Aujourd’hui, nous n’avons plus besoin de mettre les voiles ou d’embarquer dans une caravane à la recherche des sources des rivières brumeuses pour vivre l’aventure néo-impériale.

Il vous suffit d’allumer votre smartphone pour suivre un génocide, en direct, 24h/24 et 7j/7, même en HD. Notre rencontre avec l’horreur... L’horreur - immortalisée dans les mots de Kurtz dans Heart of Darkness - peut être vécue en se rasant le matin, en s’épilant ou en dînant avec des amis.

Et tout comme Coppola dans Apocalypse Now, nous sommes libres d’exprimer notre étonnement moral humaniste face à une « guerre », en fait un massacre, qui est déjà perdue – impossible à soutenir éthiquement.

Aujourd’hui, nous sommes tous des personnages conradiens, n’entrevoyant que des fragments, des ombres, mêlés à l’émerveillement de vivre dans une époque macabre et mémorable. Il n’y a aucune possibilité de saisir la totalité des faits – surtout lorsque les « faits » sont fabriqués et artificiellement reproduits ou renforcés.

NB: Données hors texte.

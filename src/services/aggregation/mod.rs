// 結果集約機能
// ワーカーの結果を受け取り、成功・失敗を報告して集計する

pub mod collector;

// 公開API
pub use collector::{spawn_result_collector, CollectedCounts};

Nous sommes comme des fantômes, cette fois non pas devant la grandeur de la nature, ou traversant la jungle dense et irréversible ; mais insérés dans une urbanité dévastée comme dans un jeu vidéo, co-auteurs d’une souffrance non-stop. Le Cœur des Ténèbres est en train d’être construit par la « seule démocratie » d’Asie occidentale au nom de « nos valeurs ».

Il y a tant d’horreurs invisibles qui se jouent derrière le brouillard, au cœur d’une jungle désormais reproduite comme une cage urbaine. Assister impuissants au massacre sauvage de femmes et d’enfants, aux tapis de bombes sur les hôpitaux, les écoles et les mosquées, c’est comme si nous étions tous les passagers d’un navire à la dérive, à la merci des vagues qui plonge dans un vortex, admirant la majesté puissante de l’ensemble du paysage.

Et nous sommes déjà en train de mourir avant même d’avoir entrevu la mort.

Nous sommes les épigones des Hollow Men de T.S. Eliot. Les cris obsédants de la jungle ne proviennent plus d’un hémisphère « exotique ». La jungle est là, s’insinuant à l’intérieur de chacun de nous.